There's a mysterious, cumulative power to Million Dollar Baby. You can, and some have, pick at its seams, point to the hoariness of its component parts: the plucky underdog story, the standard-size characters, the no-stretch-there casting (Morgan Freeman as sage old pro Scrap, Clint Eastwood as curmudgeonly boxing coach Frank). And, if you haven't seen the film or had its narrative switch revealed before catching it on DVD, there's an ""Of course!"" moment when the story sharp-turns and it becomes obvious just why Hilary Swank won her second li'l golden man.

So, if it makes you feel good, sneer away. Tear it apart. Wonder what all the fuss was about. Then sit down and have a good long cry. Because Eastwood's 25th feature as director beats the crap out of your cynicism. True, stuck on the sofa instead of a cinema seat, it's a less immersive experience; harder to lose yourself in its shadowy, sepia tone depths. But it's still a thing of beauty. You walk into Frank's Hit Pit and want to simply hang out. It's easy, it's unforced: the atmosphere Eastwood creates. He takes his time, he lures you in and he, yes (apologies for this), knocks you out. But he never showboats, never batters your emotions with false crescendo or weep-now theatrics. The score - - so is crucial to keeping sentiment at bay - - is lilting, understated and composed by Clint himself. There's a lot of idle idol worship of the erstwhile Man With No Name (anyone who made Blood Work deserves the odd kicking), but he earns every piece of praise here.

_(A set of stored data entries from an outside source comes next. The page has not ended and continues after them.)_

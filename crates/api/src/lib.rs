//! ksq resource access layer.
//!
//! [`ResourceGetter`] turns a GVR plus a query into a listed page: built-in
//! kinds resolve through the typed [`Scheme`], everything else must be a
//! served custom resource. Objects come from an [`ObjectCache`] and go
//! through the per-kind [`ListRegistry`] pipeline.

#![forbid(unsafe_code)]

use std::sync::Arc;
use std::time::Instant;

use ksq_core::{field, Field, Gvr, ListResult, MetaObject, Query, Requirement, Value};
use ksq_resources::{CrdLookup, ListRegistry, ObjectCache, ResolvedResource, ResourceObject, Scheme};
use tracing::{debug, info};

mod config;
mod error;
mod served;

pub use config::{Config, DEFAULT_SERVED_LABEL, DEFAULT_WORKSPACE_LABEL};
pub use error::{ApiError, ApiResult};
pub use served::ServedResources;

pub struct ResourceGetter {
    scheme: Arc<Scheme>,
    registry: Arc<ListRegistry>,
    cache: Arc<dyn ObjectCache>,
    served: ServedResources,
    config: Config,
}

impl ResourceGetter {
    pub fn new(
        scheme: Arc<Scheme>,
        registry: Arc<ListRegistry>,
        cache: Arc<dyn ObjectCache>,
        crds: Arc<dyn CrdLookup>,
        config: Config,
    ) -> Self {
        Self { scheme, registry, cache, served: ServedResources::new(crds), config }
    }

    pub fn registry(&self) -> &ListRegistry {
        &self.registry
    }

    pub fn config(&self) -> &Config {
        &self.config
    }

    pub fn served(&self) -> &ServedResources {
        &self.served
    }

    /// Build a query from request parameters using this registry's filter
    /// fields. With `strict`, any ignored or malformed parameter is an error.
    pub fn parse_query<I, K, V>(&self, params: I, strict: bool) -> ApiResult<Query>
    where
        I: IntoIterator<Item = (K, V)>,
        K: AsRef<str>,
        V: AsRef<str>,
    {
        let parsed = Query::parse(params, self.registry.comparable_fields());
        for d in &parsed.diagnostics {
            debug!(param = %d.param, raw = %d.raw, reason = %d.reason, "query parameter ignored");
        }
        if strict {
            Ok(parsed.strict()?)
        } else {
            Ok(parsed.query)
        }
    }

    /// Built-in kinds first, then served custom resources.
    pub async fn resolve(&self, gvr: &Gvr) -> ApiResult<ResolvedResource> {
        match self.scheme.resolve(gvr) {
            Some(typed) => Ok(typed),
            None => self.served.resolve(gvr).await,
        }
    }

    pub async fn get(&self, gvr: &Gvr, namespace: Option<&str>, name: &str) -> ApiResult<ResourceObject> {
        let t0 = Instant::now();
        let target = self.resolve(gvr).await?;
        let ns = scope_namespace(&target, namespace);
        if target.namespaced && ns.is_none() {
            return Err(ApiError::NamespaceRequired(gvr.clone()));
        }
        let obj = self.cache.get(&target, ns, name).await?;
        let obj = self.registry.transforms_for(&target.gvk).iter().fold(obj, |o, t| t(o));
        info!(gvr = %gvr, ns = %ns.unwrap_or("-"), obj = %name, took_ms = %t0.elapsed().as_millis(), "api: get ok");
        Ok(obj)
    }

    pub async fn list(&self, gvr: &Gvr, namespace: Option<&str>, query: &Query) -> ApiResult<ListResult<ResourceObject>> {
        let t0 = Instant::now();
        let target = self.resolve(gvr).await?;
        let ns = scope_namespace(&target, namespace);
        let mut objects = self.cache.list(&target, ns, query).await?;
        if let Some(sel) = query.label_selector.as_ref() {
            objects.retain(|o| sel.matches(o.labels()));
        }
        let result = self.registry.list(&target.gvk, objects, query);
        info!(
            gvr = %gvr,
            ns = %ns.unwrap_or("(all)"),
            typed = target.is_typed(),
            total = result.total_items,
            took_ms = %t0.elapsed().as_millis(),
            "api: list ok"
        );
        Ok(result)
    }

    /// List across namespaces, restricted to objects labelled with `workspace`.
    pub async fn list_in_workspace(
        &self,
        gvr: &Gvr,
        workspace: &str,
        query: &Query,
    ) -> ApiResult<ListResult<ResourceObject>> {
        let scoped = scope_to_workspace(query, &self.config.workspace_label, workspace);
        self.list(gvr, None, &scoped).await
    }
}

/// Cluster-scoped resources ignore the requested namespace.
fn scope_namespace<'a>(target: &ResolvedResource, namespace: Option<&'a str>) -> Option<&'a str> {
    match namespace {
        Some(ns) if !target.namespaced => {
            debug!(gvr = %target.gvr, ns, "namespace ignored for cluster-scoped resource");
            None
        }
        other => other,
    }
}

/// Add the workspace constraint to a copy of `query`. The `label` filter
/// holds a single value, so when the caller already filters on a label the
/// workspace goes into the label selector instead and both apply.
pub fn scope_to_workspace(query: &Query, label_key: &str, workspace: &str) -> Query {
    let mut q = query.clone();
    if q.has_filter(field::LABEL) {
        let mut sel = q.label_selector.take().unwrap_or_default();
        sel.push(Requirement::Equals(label_key.to_string(), workspace.to_string()));
        q.label_selector = Some(sel);
    } else {
        q.filters.insert(Field::from_static(field::LABEL), Value::from(format!("{label_key}={workspace}")));
    }
    q
}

What was overlooked, perhaps, in the one-two Oscar combo of Director and Picture is how much the movie owes to his performance. Frank is a sorrowful man full of regret and there's an air of unspoken apology to Eastwood, whose personal failings have been publicly raked over in biographies. This is the work of an old man reconciling himself to life as death draws near. Rarely, on screen, has Clint been this vulnerable. Never has he been this authentic.

DVD Extras:

Making Of doc Born To Fight is worth watching for the interview with real-life female fighter Lucia Rijker (Swank's on-screen bête noir), who chokes up recalling how her mother's ungraciousness is reflected in the film. Producers Round 15 sees the, surprise, producers recall the journey from FX Toole's short stories to Paul Haggis' script, while the writer is still amazed at Eastwood's reaction when he offered rewrites: "No, the script's good."There's no parched-throat Clint reminiscences on a commentary, sadly, although he does join Swank and Freeman for a morning-after Oscar chat with James Lipton (the simpering Inside The Actors Studio TV show host mercilessly parodied by Will Ferrell on the Old School DVD). Lipton is so obsequious it makes the arse pucker. He patronises Swank, but Freeman is dryly amused and amusing (""I don't like acting. It's too much work. Reacting is no work at all"") and Eastwood is typically down-to-Earth dealing with the brown-nosing: ""I'm doing what feels right. I don't like to think too much about it. I like what I like.""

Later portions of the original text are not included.